● Problem
Transcribe only the lines between the first line of the records and the line containing "timestamp or code.", inclusive, exactly as written.
*** Opening of Dataset excerpts ***
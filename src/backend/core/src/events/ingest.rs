//! Dual-source event ingestion.
//!
//! Both sources are always queried, concurrently. A source that fails or
//! times out contributes an empty stream and a [`SourceError`]; it never
//! fails the other source or the caller.

use metrics::counter;
use serde::{Deserialize, Serialize};
use serde_json::Value;
use std::sync::Arc;
use std::time::Duration;
use tracing::{debug, instrument, warn};

use crate::error::{Result, SourceError, TrailError};
use crate::identity::ExerciseIdentity;

use super::record::{RawEvent, SourceKind};
use super::source::{EventSource, SourceQuery};

/// Ingestion tuning.
#[derive(Debug, Clone)]
pub struct IngestConfig {
    /// Per-source query timeout.
    pub source_timeout: Duration,
    /// Maximum records requested from each source.
    pub fetch_limit: usize,
}

impl Default for IngestConfig {
    fn default() -> Self {
        Self {
            source_timeout: Duration::from_secs(10),
            fetch_limit: 1000,
        }
    }
}

/// Counts of records that did not make it into a batch.
#[derive(Debug, Clone, Copy, Default, PartialEq, Eq, Serialize, Deserialize)]
pub struct DropCounts {
    /// Missing timestamp or code.
    pub malformed: usize,
    /// Returned by a source but belonged to another exercise.
    pub unmatched: usize,
}

/// Result of one ingestion run.
#[derive(Debug, Clone, Default)]
pub struct IngestBatch {
    pub fine: Vec<RawEvent>,
    pub coarse: Vec<RawEvent>,
    pub source_errors: Vec<SourceError>,
    pub dropped: DropCounts,
}

impl IngestBatch {
    pub fn is_empty(&self) -> bool {
        self.fine.is_empty() && self.coarse.is_empty()
    }
}

/// Queries both event sources and normalizes what they return.
#[derive(Clone)]
pub struct EventIngestor {
    fine: Arc<dyn EventSource>,
    coarse: Arc<dyn EventSource>,
    config: IngestConfig,
}

impl EventIngestor {
    pub fn new(fine: Arc<dyn EventSource>, coarse: Arc<dyn EventSource>, config: IngestConfig) -> Self {
        Self { fine, coarse, config }
    }

    pub fn config(&self) -> &IngestConfig {
        &self.config
    }

    /// Fetch and normalize the events of one `(student, assignment, exercise)`.
    #[instrument(skip(self, exercise), fields(exercise = %exercise))]
    pub async fn fetch_events(
        &self,
        student_id: &str,
        assignment_id: &str,
        exercise: &ExerciseIdentity,
    ) -> IngestBatch {
        let query = SourceQuery {
            student_id: student_id.to_string(),
            assignment_id: assignment_id.to_string(),
            exercise: exercise.clone(),
            limit: self.config.fetch_limit,
        };

        let (fine_raw, coarse_raw) = tokio::join!(
            self.query_source(SourceKind::Fine, self.fine.as_ref(), &query),
            self.query_source(SourceKind::Coarse, self.coarse.as_ref(), &query),
        );

        let mut batch = IngestBatch::default();
        batch.fine = self.collect(SourceKind::Fine, fine_raw, exercise, &mut batch.source_errors, &mut batch.dropped);
        batch.coarse = self.collect(
            SourceKind::Coarse,
            coarse_raw,
            exercise,
            &mut batch.source_errors,
            &mut batch.dropped,
        );

        debug!(
            fine = batch.fine.len(),
            coarse = batch.coarse.len(),
            malformed = batch.dropped.malformed,
            unmatched = batch.dropped.unmatched,
            source_errors = batch.source_errors.len(),
            "Ingested events"
        );

        batch
    }

    async fn query_source(
        &self,
        kind: SourceKind,
        source: &dyn EventSource,
        query: &SourceQuery,
    ) -> Result<Vec<Value>> {
        match tokio::time::timeout(self.config.source_timeout, source.query(query)).await {
            Ok(Ok(records)) => Ok(records),
            Ok(Err(err)) => Err(TrailError::source_unavailable(kind, err.to_string())),
            Err(_) => Err(TrailError::source_unavailable(
                kind,
                format!(
                    "{} did not answer within {:?}",
                    source.name(),
                    self.config.source_timeout
                ),
            )),
        }
    }

    fn collect(
        &self,
        kind: SourceKind,
        raw: Result<Vec<Value>>,
        exercise: &ExerciseIdentity,
        source_errors: &mut Vec<SourceError>,
        dropped: &mut DropCounts,
    ) -> Vec<RawEvent> {
        let records = match raw {
            Ok(records) => records,
            Err(err) => {
                err.log();
                counter!("codetrail_source_failures_total", "source" => kind.as_str()).increment(1);
                source_errors.push(SourceError::from_error(kind, &err));
                return Vec::new();
            }
        };

        let mut events = Vec::with_capacity(records.len());
        for record in &records {
            if !exercise.matches_record(record) {
                dropped.unmatched += 1;
                continue;
            }
            match RawEvent::from_json(kind, record) {
                Ok(event) => events.push(event),
                Err(err) => {
                    warn!(source = %kind, reason = %err.user_message(), "Skipping malformed record");
                    counter!("codetrail_records_dropped_total", "source" => kind.as_str()).increment(1);
                    dropped.malformed += 1;
                }
            }
        }
        events
    }
}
*** Close of Dataset excerpts ***
● The completed task
filename src/backend/core/src/events/ingest.rs
//! Dual-source event ingestion.
//!
//! Both sources are always queried, concurrently. A source that fails or
//! times out contributes an empty stream and a [`SourceError`]; it never
//! fails the other source or the caller.

use metrics::counter;
use serde::{Deserialize, Serialize};
use serde_json::Value;
use std::sync::Arc;
use std::time::Duration;
use tracing::{debug, instrument, warn};

use crate::error::{Result, SourceError, TrailError};
use crate::identity::ExerciseIdentity;

use super::record::{RawEvent, SourceKind};
use super::source::{EventSource, SourceQuery};

/// Ingestion tuning.
#[derive(Debug, Clone)]
pub struct IngestConfig {
    /// Per-source query timeout.
    pub source_timeout: Duration,
    /// Maximum records requested from each source.
    pub fetch_limit: usize,
}

impl Default for IngestConfig {
    fn default() -> Self {
        Self {
            source_timeout: Duration::from_secs(10),
            fetch_limit: 1000,
        }
    }
}

/// Counts of records that did not make it into a batch.
#[derive(Debug, Clone, Copy, Default, PartialEq, Eq, Serialize, Deserialize)]
pub struct DropCounts {
    /// Missing timestamp or code.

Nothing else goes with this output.